When I was a little girl growing up in Cobourg, Ontario in the 80s, I dreamed of being a princess. My tickle trunk was filled with cheap plastic tiaras, my books shelves stocked with Brothers Grimm. I spent hours crayoning images of golden-locked ladies in pouffy dresses and Medieval cone hats smiling vaguely from the tops of turrets where they sat, presumably, locked for life.
I can only assume my obsession was a perverse reaction to my mother’s staunch feminism, which led her to dress me only in itchy corduroys and sign me up for soccer (a sport I abjectly sucked at).
Somehow princessdom – particularly the old fashioned kind – fed my fascination with traditional femininity, in all its passive, candy-coated, just-stand-there–and-wave-your-pretty-white-glove glory.
My mother and I clashed over clothes, hair and the relative importance of fairy tales vs. soccer, but one thing that brought us together was the wedding of Prince Charles and Lady Diana Spencer.
Like hundreds of thousands of other Canadian women, we got up in the wee hours to watch the glass coach gliding down the Mall and the Royal procession down the aisle of St. Paul’s Cathedral.
Diana seemed impossibly lucky to me. She kissed her gawky frog prince and instantly became royal – a fairy tale come true. Little did I know at the time she would soon find herself smiling vaguely from the top of her own private turret – a lonely, needy young woman in a marriage built for three.
The implosion of that royal marriage divested the public of the idea that royals (to borrow a phrase from F. Scott Fitzgerald) are different from you an me. Princess Diana had her faults – she could be petulant and vicious and as any royal correspondent will tell you, she courted the press every bit as much as they courted her -- but she was anything but in inhuman. Diana’s messy emotional honesty stands in stark contrast to the serene emotional detachment embodied by the lady whose profile graces our currency. And the fact remains: We love them both.
Now that another royal wedding is on the horizon I feel I’m going into it (along with a several billion other Commonwealth members and the bride and groom themselves) with my eyes wide open. This is in part because Prince William and his bride Kate have been together and in love in the public eye for so long. Also, I’m no longer six.
But to say I’m any less excited about the impending Big Day would be a face-saving lie. I’m obsessed! And I’m thrilled to be bringing you news from London, England on all things royal wedding related in the coming months.
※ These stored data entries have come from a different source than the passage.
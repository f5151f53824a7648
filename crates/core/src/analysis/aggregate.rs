use std::collections::{BTreeSet, HashMap};

use log::{debug, warn};

use crate::config::ModuleFiles;
use crate::metadata::MetadataRecord;
use crate::model::Symbol;

/// Name to declaring file, for externally visible functions only.
///
/// Duplicate public names are last-writer-wins.
#[derive(Debug, Clone, Default, PartialEq, Eq)]
pub struct GlobalNameIndex {
    files: HashMap<String, String>,
}

impl GlobalNameIndex {
    pub fn insert(&mut self, name: impl Into<String>, file: impl Into<String>) {
        let (name, file) = (name.into(), file.into());
        if let Some(previous) = self.files.get(&name) {
            if *previous != file {
                warn!("public function {name} declared in {previous} and {file}; using {file}");
            }
        }
        self.files.insert(name, file);
    }

    pub fn lookup(&self, name: &str) -> Option<&str> {
        self.files.get(name).map(String::as_str)
    }

    pub fn len(&self) -> usize {
        self.files.len()
    }

    pub fn is_empty(&self) -> bool {
        self.files.is_empty()
    }
}

/// Global sets merged from every metadata record.
#[derive(Debug, Clone, Default, PartialEq, Eq)]
pub struct Aggregate {
    pub all_functions: BTreeSet<Symbol>,
    /// Functions declared in a subsystem file.
    pub module_functions: BTreeSet<Symbol>,
    pub interface: BTreeSet<Symbol>,
    pub init: BTreeSet<Symbol>,
    pub name_index: GlobalNameIndex,
}

pub fn aggregate(records: &[MetadataRecord], modules: &ModuleFiles) -> Aggregate {
    let mut out = Aggregate::default();
    for record in records {
        for decl in &record.functions {
            let sym = decl.symbol();
            if modules.contains(&sym.file) {
                out.module_functions.insert(sym.clone());
            }
            if decl.is_init {
                out.init.insert(sym.clone());
            }
            if decl.is_public {
                out.name_index.insert(&decl.name, &decl.file);
            }
            out.all_functions.insert(sym);
        }
        out.interface.extend(record.interface.iter().cloned());
    }
    debug!(
        "aggregated {} records: {} functions, {} in subsystem, {} interface, {} init, {} public",
        records.len(),
        out.all_functions.len(),
        out.module_functions.len(),
        out.interface.len(),
        out.init.len(),
        out.name_index.len()
    );
    out
}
Here in Britain people are generally very excited about the royal wedding, and parliament has declared April 29th a bank holiday so the country can partake in the celebration. But for many savvy, ennui-stricken Londoners (a.k.a. my friends), the notion of staying in town as their city is turned into a seething tourist trap is unthinkable. As one girlfriend who is jetting off to her family’s villa in Southern Spain recently confided, “Westminster Abbey looks the same on telly no matter where you are, doesn’t it?” People are scrambling to book the last cheap flights for long weekend getaways in Ibiza and Marrakech, and “Where are you going for the royal wedding?” has become a regular topic of dinner party conversation. Of course the notable exception to this rule will be the privileged few who are actually invited. According to the Telegraph a number have already had to cancel late season ski holidays, poor things.
I, on the other hand, am happy to inform all the anglophiles in the audience that I plan to spend the big day in the most unfashionable way possible: Nose pressed firmly against the gates of Buckingham Palace or glued to BBC news in my London flat (whichever provides the best view). I didn’t grow up to be a princess but that doesn’t mean I grew out of loving them. Now where did I put my plastic tiara?